Dutch rabbi of Portuguese descent; born about 1596 at Venice; died at Amsterdam Feb. 10, 1660. In a Spanish poem Daniel Levi de Barrios speaks of him as being a native of Germany ("de Alemania natural"). When in 1616 Morteira escorted the body of the physician Elijah Montalto from France to Amsterdam, the Sephardic congregation Bet Ya'aḳob elected him ḥakam in succession to Moses ben Aroyo (see Jew. Encyc. i. 537b, s.v. Amsterdam).

Morteira was the founder of the congregational school Keter Torah, in the highest class of which he taught Talmud and Jewish philosophy. He had also to preach three times a month, and received an annual remuneration of 600 guilders and 100 baskets of turf. Among his most distinguished pupils were Baruch Spinoza and Moses Zacuto. Morteira and Isaac Aboab (Manasseh ben Israel was at that time in England) were the members of the bet din which pronounced the decree of excommunication ("ḥerem") against Spinoza (July 27, 1656).

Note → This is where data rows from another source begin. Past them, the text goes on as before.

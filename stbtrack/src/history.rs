//! Rolling per-category frame history
//!
//! Slot 0 is the most recent frame. Every slot is allocated once with room for
//! `capacity` records and reused for the lifetime of the ring.

use crate::record::{Detection, DetectionRecord};

/// Default number of frames kept per category (current + previous)
pub const DEFAULT_HISTORY_DEPTH: usize = 2;

#[derive(Debug, Clone)]
pub struct FrameHistory {
    slots: Vec<Vec<DetectionRecord>>,
    capacity: usize,
}

impl FrameHistory {
    /// Ring of `depth` slots holding up to `capacity` records each.
    ///
    /// Panics when `depth < 2`; association needs a current and a previous slot.
    pub fn new(depth: usize, capacity: usize) -> Self {
        assert!(depth >= 2, "frame history needs at least 2 slots, got {}", depth);
        Self {
            slots: (0..depth).map(|_| Vec::with_capacity(capacity)).collect(),
            capacity,
        }
    }

    pub fn depth(&self) -> usize {
        self.slots.len()
    }

    pub fn capacity(&self) -> usize {
        self.capacity
    }

    /// Age every slot by one frame. The oldest slot's contents are dropped and
    /// slot 0 keeps a copy of itself until the next [`load_current`](Self::load_current).
    pub fn shift(&mut self) {
        for t in (1..self.slots.len()).rev() {
            let (newer, older) = self.slots.split_at_mut(t);
            older[0].clone_from(&newer[t - 1]);
        }
    }

    /// Write the newest raw detections into slot 0.
    ///
    /// Panics if there are more detections than a slot can hold.
    pub fn load_current(&mut self, detections: &[Detection]) {
        assert!(
            detections.len() <= self.capacity,
            "{} detections exceed frame history capacity {}",
            detections.len(),
            self.capacity
        );

        let current = &mut self.slots[0];
        current.clear();
        current.extend(
            detections
                .iter()
                .enumerate()
                .map(|(idx, det)| DetectionRecord::from_detection(idx, det)),
        );
    }

    /// Replace slot 0 with the stabilized records of this frame
    pub fn store_current(&mut self, records: &[DetectionRecord]) {
        assert!(
            records.len() <= self.capacity,
            "{} records exceed frame history capacity {}",
            records.len(),
            self.capacity
        );
        let current = &mut self.slots[0];
        current.clear();
        current.extend_from_slice(records);
    }

    pub fn current(&self) -> &[DetectionRecord] {
        &self.slots[0]
    }

    pub fn previous(&self) -> &[DetectionRecord] {
        &self.slots[1]
    }

    /// Slot 0 for reading and slot 1 for in-place editing, borrowed together
    pub fn current_and_previous_mut(&mut self) -> (&[DetectionRecord], &mut Vec<DetectionRecord>) {
        let (current, older) = self.slots.split_at_mut(1);
        (&current[0], &mut older[0])
    }

    /// Records `age` frames back, if the ring is that deep
    pub fn slot(&self, age: usize) -> Option<&[DetectionRecord]> {
        self.slots.get(age).map(Vec::as_slice)
    }

    pub fn clear(&mut self) {
        for slot in &mut self.slots {
            slot.clear();
        }
    }
}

Some of Morteira's pupils published "Gibe'at Sha'ul" (Amsterdam, 1645), a collection of fifty sermons on the Pentateuch, selected from 500 "derashot" written by Morteira. Morteira wrote in Spanish "Tractado de la Verdad de la Ley" (translated into Hebrew by Isaac Gomez de Gosa under the title "Torat Moshch," in 66 chapters), apologetics of Judaism and attacks against Christianity. This work (excerpts from which are given in Basnage, "Histoire de la Religion des Juifs") and other writings of Morteira, on immortality, revelation, etc., are still in manuscript.

  • Auerbach, Spinoza's Werke, vol. i. pp. xxiv. et seq., Stuttgart, 1871;
  • Azulai, Shem ha-Gedolim, ii. 17, Warsaw, 1876;
  • Benjacob, Oẓar ha-Sefarim, p. 93;
  • Freudenthai, Lebensgeschichte Spinoza's, pp. 4-11, 113-114, et passim, Leipsic, 1899;
  • idem, Spinoza, Sein Leben, 1904, i.;
  • Fürst, Bibl. Jud. ii. 391;
  • Grätz, Gesch. ix. 503; x. 9-11, 169, 175, ib. 1868;
  • Kayserling, Gesch. der Juden in Portugal, pp. 275, 310, ib. 1867;
  • Steinschneider, Cat. Bodl. cols. 2508-2509;
  • Wolf, Bibl. Hebr. i. 1021, No. 1918; iii. 1001-1002.
D. S. Man.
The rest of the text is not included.